IL VERO POTERE OCCULTO DELLA PANDEMIA

Un esempio tratto dall'ambito giudiziario

San Michele pesa le anime e scaccia il demonio.

In disparte ogni ipotesi di complotto o complottismo e il loro utilizzo infamante (il rinvio d’obbligo è a G. Agamben), soltanto le menti annebbiate non vedono come la pandemia da covid-19 stia assumendo la funzione di schermo per nascondere una progressiva modifica della distribuzione del Potere. Modifica altrimenti impossibile, date le note norme costituzionali, e i legacci procedurali per ogni loro riforma che richiedono maggioranze impraticabili, a fronte di una frammentazione politica di stampo individualistico: ognuno per sé, Dio per tutti.
Si procede, perciò, per piccoli passi, cogliendone le reazioni, e si parte da livelli di normazione più bassa, quella sconosciuta alla maggior parte dei cittadini. Molto tecnicismo, nessuna idealità sovranazionale, imperiosa, d’immagine e d’effetto. Si transita comodamente nell’indifferenza.
Prendiamo, ad esempio, l’ambito giudiziario.

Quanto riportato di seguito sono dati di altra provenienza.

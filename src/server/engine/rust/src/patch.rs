/* src/server/engine/rust/src/patch.rs */

use std::sync::OnceLock;

use regex::Regex;
use serde::Serialize;
use serde_json::Value;

use crate::content::ResolvedContent;
use crate::copy::apply_copy_replacements_outside_blocked_tags;
use crate::sections::{
  PatchContext, biomarker, choose_path, command_center, faq, feature_panel, footer, gallery, header, hero, mission,
  newsletter, our_process, trust,
};
use crate::seo::apply_seo;

fn script_open_re() -> &'static Regex {
  static RE: OnceLock<Regex> = OnceLock::new();
  RE.get_or_init(|| Regex::new(r"(?i)<script\b").unwrap())
}

/// Feature switches read from the site content.
#[derive(Debug, Clone, Copy, PartialEq, Eq)]
pub struct PatchFlags {
  /// Exact and regex copy replacements outside script, style and noscript.
  pub copy_rewrite: bool,
  /// Section slot patching of markup and payload.
  pub slot_rewrite: bool,
}

impl Default for PatchFlags {
  fn default() -> Self {
    Self { copy_rewrite: false, slot_rewrite: true }
  }
}

impl PatchFlags {
  pub fn from_site(site: &Value) -> Self {
    let defaults = Self::default();
    let flag = |key: &str, fallback: bool| site.get(key).and_then(Value::as_bool).unwrap_or(fallback);
    Self {
      copy_rewrite: flag("enableServerCopyRewrite", defaults.copy_rewrite),
      slot_rewrite: flag("enableServerHeaderSlotRewrite", defaults.slot_rewrite),
    }
  }
}

/// Warnings and matched containers of one render call.
#[derive(Debug, Clone, Default, PartialEq, Eq, Serialize)]
#[serde(rename_all = "camelCase")]
pub struct PatchReport {
  pub warnings: Vec<String>,
  pub matched_sections: Vec<&'static str>,
}

impl PatchReport {
  /// True when slot patching ran but no section container was found, which
  /// means the snapshot no longer has the captured shape.
  pub fn is_stale(&self) -> bool {
    self.matched_sections.is_empty()
  }
}

#[derive(Debug, Clone, PartialEq, Eq)]
pub struct PatchOutcome {
  pub head_inner: String,
  pub body_inner: String,
  pub report: PatchReport,
}

/// Split the body at the first `<script` (any case): markup before it, the
/// payload scripts and tail after. No script means an empty payload.
pub fn split_at_first_script(body: &str) -> (&str, &str) {
  match script_open_re().find(body) {
    Some(m) => body.split_at(m.start()),
    None => (body, ""),
  }
}

fn patch_markup(markup: &str, content: &ResolvedContent, ctx: &mut PatchContext) -> String {
  let out = header::patch_markup(markup, &content.header, ctx);
  let out = hero::patch_markup(&out, &content.hero, ctx);
  let out = biomarker::patch_markup(&out, &content.biomarker, ctx);
  let out = feature_panel::patch_markup(&out, &content.feature_panel, ctx);
  let out = trust::patch_markup(&out, &content.trust, ctx);
  let out = command_center::patch_markup(&out, &content.command_center, ctx);
  let out = our_process::patch_markup(&out, &content.our_process, ctx);
  let out = choose_path::patch_markup(&out, &content.choose_path, ctx);
  let out = faq::patch_markup(&out, &content.faq, ctx);
  let out = mission::patch_markup(&out, &content.mission, ctx);
  let out = gallery::patch_markup(&out, &content.mission, ctx);
  let out = newsletter::patch_markup(&out, &content.newsletter, ctx);
  footer::patch_markup(&out, &content.footer, ctx)
}

fn patch_payload(payload: &str, content: &ResolvedContent, ctx: &mut PatchContext) -> String {
  let out = header::patch_payload(payload, &content.header, ctx);
  let out = hero::patch_payload(&out, &content.hero, ctx);
  let out = biomarker::patch_payload(&out, &content.biomarker, ctx);
  let out = feature_panel::patch_payload(&out, &content.feature_panel, ctx);
  let out = trust::patch_payload(&out, &content.trust, ctx);
  let out = command_center::patch_payload(&out, &content.command_center, ctx);
  let out = our_process::patch_payload(&out, &content.our_process, ctx);
  let out = choose_path::patch_payload(&out, &content.choose_path, ctx);
  let out = faq::patch_payload(&out, &content.faq, ctx);
  let out = mission::patch_payload(&out, &content.mission, ctx);
  let out = gallery::patch_payload(&out, &content.mission, ctx);
  let out = newsletter::patch_payload(&out, &content.newsletter, ctx);
  footer::patch_payload(&out, &content.footer, ctx)
}

/// Apply every configured content patch to a captured page.
///
/// Copy replacements (when enabled) run first on head and body. Slot patching
/// then rewrites the markup before the first script, and the payload after it
/// when there is one. The SEO head pass always runs last.
pub fn apply_content_patches(head_inner: &str, body_inner: &str, site: &Value) -> PatchOutcome {
  let flags = PatchFlags::from_site(site);

  let (head, mut body) = if flags.copy_rewrite {
    (
      apply_copy_replacements_outside_blocked_tags(head_inner, site),
      apply_copy_replacements_outside_blocked_tags(body_inner, site),
    )
  } else {
    (head_inner.to_string(), body_inner.to_string())
  };

  let mut ctx = PatchContext::new();
  if flags.slot_rewrite {
    let content = ResolvedContent::resolve(site);
    let (markup, payload) = split_at_first_script(&body);
    let markup = patch_markup(markup, &content, &mut ctx);
    let payload = if payload.is_empty() { String::new() } else { patch_payload(payload, &content, &mut ctx) };
    body = format!("{markup}{payload}");
  }

  tracing::debug!(warnings = ctx.log.len(), matched = ctx.matched.len(), "content patches applied");

  PatchOutcome {
    head_inner: apply_seo(&head, site),
    body_inner: body,
    report: PatchReport { warnings: ctx.log.into_warnings(), matched_sections: ctx.matched },
  }
}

A pandemia in corso è sbocciato il fiore velenoso dell’organigramma dei dirigenti degli uffici giudiziari (presidenti di tribunali e corti d’appello, presidenti di sezione, procuratori della repubblica, procuratori aggiunti), ed è stato divulgato coram populo (e commentato anche sulle pagine di questa Rivista) un meccanismo di favori e contro-favori, raccomandazioni, interferenze: fenomeno noto finora soltanto agli interni all’apparato.
Possiamo, quindi, concludere che viviamo in uno Stato il cui sistema giudiziario è gestito e organizzato da dirigenti nominati secondo quel meccanismo per nulla trasparente e per nulla fondato su meriti e capacità, meccanismo oggi portato alla sbarra (procedimento disciplinare presso il CSM, procedimento penale presso la Procura della Repubblica di Perugia).

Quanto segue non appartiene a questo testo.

/* src/server/engine/rust/src/sections/biomarker.rs */

use mirror_injector::{
  AnchorUpdate, Replacement, patch_anchor_node, patch_balanced_element_by_start_marker, replace_ranges_by_offsets,
};

use super::{
  PatchContext, animate, pricing_anchors, replace_markup_media, replace_script_media, replace_script_values,
  replace_text, with_container,
};
use crate::content::{BiomarkerPanelContent, SectionContent};

pub(crate) const SECTION: &str = "biomarker-panel";

const CONTAINER_MARKER: &str = r#"<div class="mt-[52px] lg:mt-[110px] mb-[52px] lg:mb-[110px]">"#;
const HEADING_MARKER: &str = r#"<h2 class="font-450 text-heading-section">"#;
const TITLE_LINE1_MARKER: &str = r#"<span class="whitespace-pre-wrap" aria-label="#;
const TITLE_LINE2_MARKER: &str = r#"<em class="whitespace-pre-wrap capitalize font-medium font-victorSerif text-heading-section""#;

pub(crate) fn patch_markup(markup: &str, panel: &BiomarkerPanelContent, ctx: &mut PatchContext) -> String {
  let defaults = BiomarkerPanelContent::defaults();
  with_container(markup, CONTAINER_MARKER, "div", SECTION, ctx, |section, _| {
    let mut out = patch_balanced_element_by_start_marker(section, HEADING_MARKER, "h2", |heading| {
      let heading = animate(heading, TITLE_LINE1_MARKER, "span", &panel.title_line1);
      animate(&heading, TITLE_LINE2_MARKER, "em", &panel.title_line2)
    });

    // Only the CTAs still carrying the captured label belong to this slot.
    let edits: Vec<Replacement> = pricing_anchors(&out)
      .into_iter()
      .filter(|&(start, end)| out[start..end].contains(defaults.primary_cta_label.as_str()))
      .map(|(start, end)| Replacement {
        start,
        end,
        content: patch_anchor_node(&out[start..end], &AnchorUpdate::new(&panel.primary_cta_label, "/pricing", false)),
      })
      .collect();
    out = replace_ranges_by_offsets(&out, &edits);

    for (default_item, item) in defaults.items.iter().zip(&panel.items) {
      // Media first: decoded paths can contain the label text.
      out = replace_markup_media(&out, &default_item.image_path, &item.image_path);
      out = replace_text(&out, &default_item.label, &item.label);
    }
    out
  })
}

pub(crate) fn patch_payload(payload: &str, panel: &BiomarkerPanelContent, _ctx: &mut PatchContext) -> String {
  let defaults = BiomarkerPanelContent::defaults();
  let mut out = replace_script_values(
    payload,
    [
      (defaults.title_line1.as_str(), panel.title_line1.as_str()),
      (defaults.title_line2.as_str(), panel.title_line2.as_str()),
      (defaults.primary_cta_label.as_str(), panel.primary_cta_label.as_str()),
    ],
  );
  for (default_item, item) in defaults.items.iter().zip(&panel.items) {
    out = replace_script_media(&out, &default_item.image_path, &item.image_path);
    out = replace_script_values(&out, [(default_item.label.as_str(), item.label.as_str())]);
  }
  out
}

Ebbene, grazie alla pandemia il Governo italiano ha da mesi, ed esattamente dal 17.3.2020 (decreto legge n. 18 convertito con legge n. 27), rimesso l’organizzazione degli uffici giudiziari a quegli stessi dirigenti nominati come sopra (art. 83 c. 6-7 del citato decreto legge), tanto da consentire loro, tra l’altro, l’adozione di linee guida vincolanti per la fissazione e la trattazione delle udienze (art. 83 c. 7 lett. d). Insomma, un potere pressoché assoluto.

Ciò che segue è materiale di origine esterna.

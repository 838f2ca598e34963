/* src/server/engine/rust/src/sections/newsletter.rs */

use std::sync::OnceLock;

use mirror_injector::{AnchorUpdate, patch_balanced_element_by_start_marker, set_attribute_in_tag};
use regex::Regex;

use super::{
  PatchContext, animate, patch_block_component, patch_pricing_anchor, replace_markup_media, with_container,
  write_children, write_cta, write_image,
};
use crate::content::{NewsletterContent, SectionContent};

pub(crate) const SECTION: &str = "newsletter";

const CONTAINER_MARKER: &str = r#"<div class="mt-0 mb-0">"#;
const HEADING_MARKER: &str = r#"<h2 class="text-[7.96vw]/[46px] xs:text-[32px]/[46px] lg:text-[64px]/[92px] font-550">"#;
const HEADING_LINE1_MARKER: &str = r#"<span class="whitespace-pre-wrap" aria-label="#;
const HEADING_LINE2_MARKER: &str =
  r#"<em class="whitespace-pre-wrap font-victorSerif leading-[42px] lg:leading-[84px] font-medium" aria-label="#;
const DESCRIPTION_MARKER: &str = r#"<p class="whitespace-pre-wrap text-sm/[141%] sm:text-xl lg:text-2xl"#;

fn background_re() -> &'static Regex {
  static RE: OnceLock<Regex> = OnceLock::new();
  RE.get_or_init(|| Regex::new(r#"(?i)<img\b[^>]*class="w-full h-\[625px\] lg:h-\[847px\] object-cover"[^>]*>"#).unwrap())
}

pub(crate) fn patch_markup(markup: &str, newsletter: &NewsletterContent, ctx: &mut PatchContext) -> String {
  let defaults = NewsletterContent::defaults();
  with_container(markup, CONTAINER_MARKER, "div", SECTION, ctx, |section, _| {
    let mut out = background_re()
      .replace(section, |caps: &regex::Captures| {
        let tag = set_attribute_in_tag(&caps[0], "alt", &newsletter.background_image_alt);
        set_attribute_in_tag(&tag, "src", &newsletter.background_image_path)
      })
      .into_owned();
    out = replace_markup_media(&out, &defaults.background_image_path, &newsletter.background_image_path);

    out = patch_balanced_element_by_start_marker(&out, HEADING_MARKER, "h2", |heading| {
      let heading = animate(heading, HEADING_LINE1_MARKER, "span", &newsletter.heading_line1);
      animate(&heading, HEADING_LINE2_MARKER, "em", &newsletter.heading_line2)
    });
    out = animate(&out, DESCRIPTION_MARKER, "p", &newsletter.description);
    patch_pricing_anchor(&out, |_| AnchorUpdate::new(newsletter.cta_label.as_str(), newsletter.cta_href.as_str(), false))
  })
}

pub(crate) fn patch_payload(payload: &str, newsletter: &NewsletterContent, ctx: &mut PatchContext) -> String {
  let d = NewsletterContent::defaults();
  patch_block_component(payload, "Newsletter", "newsletter-section-flight", &mut ctx.log, |line| {
    write_image(line, &d.background_image_path, &newsletter.background_image_path, &newsletter.background_image_alt);
    write_children(line, &d.heading_line1, &newsletter.heading_line1);
    write_children(line, &d.heading_line2, &newsletter.heading_line2);
    write_children(line, &d.description, &newsletter.description);
    write_cta(
      line,
      "!bg-transparent",
      (d.cta_label.as_str(), d.cta_href.as_str()),
      (newsletter.cta_label.as_str(), newsletter.cta_href.as_str()),
    );
  })
}

#[cfg(test)]
mod tests {
  use super::*;
  use mirror_injector::{CHUNK_END, CHUNK_START, decode_json_fragment, encode_json_fragment};
  use serde_json::{Value, json};

  #[test]
  fn markup_background_heading_cta() {
    let markup = format!(
      r#"{CONTAINER_MARKER}<picture><source srcset="/api/media/file/woman%20newsletter.jpg"/><img alt="Newsletter Background" class="w-full h-[625px] lg:h-[847px] object-cover" src="/api/media/file/woman%20newsletter.jpg"/></picture>{HEADING_MARKER}{HEADING_LINE1_MARKER}"Ready to experience"><span class="sr-only">Ready to experience</span></span></h2><a href="/pricing" target="_blank"><span>Join Today</span></a></div>"#
    );
    let site = json!({
      "newsletterSection": {
        "backgroundImagePath": "/media/van.jpg",
        "backgroundImageAlt": "Our van",
        "headingLine1": "Need a plumber?",
        "ctaLabel": "Message us",
        "ctaHref": "https://wa.me/31642869931"
      }
    });
    let mut ctx = PatchContext::new();
    let out = patch_markup(&markup, &NewsletterContent::resolve(&site), &mut ctx);
    assert!(out.contains(r#"<source srcset="/media/van.jpg"/>"#));
    assert!(out.contains(r#"<img alt="Our van" class="w-full h-[625px] lg:h-[847px] object-cover" src="/media/van.jpg"/>"#));
    assert!(out.contains(r#"aria-label="Need a plumber?""#));
    assert!(out.contains(r#"<a href="https://wa.me/31642869931"><span>Message us</span></a>"#));
  }

  #[test]
  fn payload_nodes() {
    let module = "blocks/RenderBlocks.tsx -> @/blocks/Newsletter/Component";
    let tree = json!([
      ["$", "img", null, {"src": "/api/media/file/woman%20newsletter.jpg", "alt": "Newsletter Background"}],
      ["$", "h2", null, {"children": "Ready to experience"}],
      ["$", "a", null, {"href": "/pricing", "className": "btn !bg-transparent", "children":
        ["$", "span", null, {"className": "inline align-middle", "children": "Join Today"}]}]
    ]);
    let chunk = format!("9:{{\"moduleIds\":[\"{module}\"],\"tree\":{tree}}}\n");
    let payload = format!("{CHUNK_START}{}{CHUNK_END}", encode_json_fragment(&chunk));
    let site = json!({"newsletterSection": {"backgroundImageAlt": "Our van", "headingLine1": "Need a plumber?", "ctaLabel": "Message us"}});
    let mut ctx = PatchContext::new();
    let out = patch_payload(&payload, &NewsletterContent::resolve(&site), &mut ctx);

    let body = &out[CHUNK_START.len()..out.len() - CHUNK_END.len()];
    let decoded = decode_json_fragment(body).unwrap();
    let tree_line = decoded.lines().find(|l| l.starts_with("9:")).unwrap();
    let line: Value = serde_json::from_str(&tree_line[2..]).unwrap();
    let tree = &line["tree"];
    assert_eq!(tree[0][3]["alt"], "Our van");
    assert_eq!(tree[0][3]["src"], "/api/media/file/woman%20newsletter.jpg");
    assert_eq!(tree[1][3]["children"], "Need a plumber?");
    assert_eq!(tree[2][3]["href"], "/pricing");
    assert_eq!(tree[2][3]["children"][3]["children"], "Message us");
    assert!(ctx.log.is_empty());
  }
}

Non pago, il Governo, evidentemente soddisfatto delle proprie scelte, ha prorogato al 31.10.2020 le modalità alternative di celebrazione delle udienze civili in fase d’emergenza, rimettendo il potere discrezionale di scelta a ciascun giudice (art. 221 del decreto legge n. 34 convertito nella legge n. 77), e ciò ha fatto pur non avendo ancora deciso se prorogare lo stato d’emergenza sanitaria. L’anomalia nella normalità.
E c’è da scommetterci che questo potere di scelta sarà disciplinato dai capi degli uffici giudiziari nell’ambito delle loro consolidate e ordinarie prerogative.
Le norme codicistiche e regolamentari di trattazione degli affari civili sono d’un fiato, per autorità legislativa, oltrepassate e tendenzialmente sostituite da un potere di gestione degli uffici giudiziari apparentemente diffuso tra le migliaia di giudici, ma in realtà rimesso nelle mani dei soggetti che quegli uffici dirigono, e che sono stati nominati secondo il meccanismo sotto accusa.
La democrazia parlamentare eroga poteri informi e, forse, incontrollabili?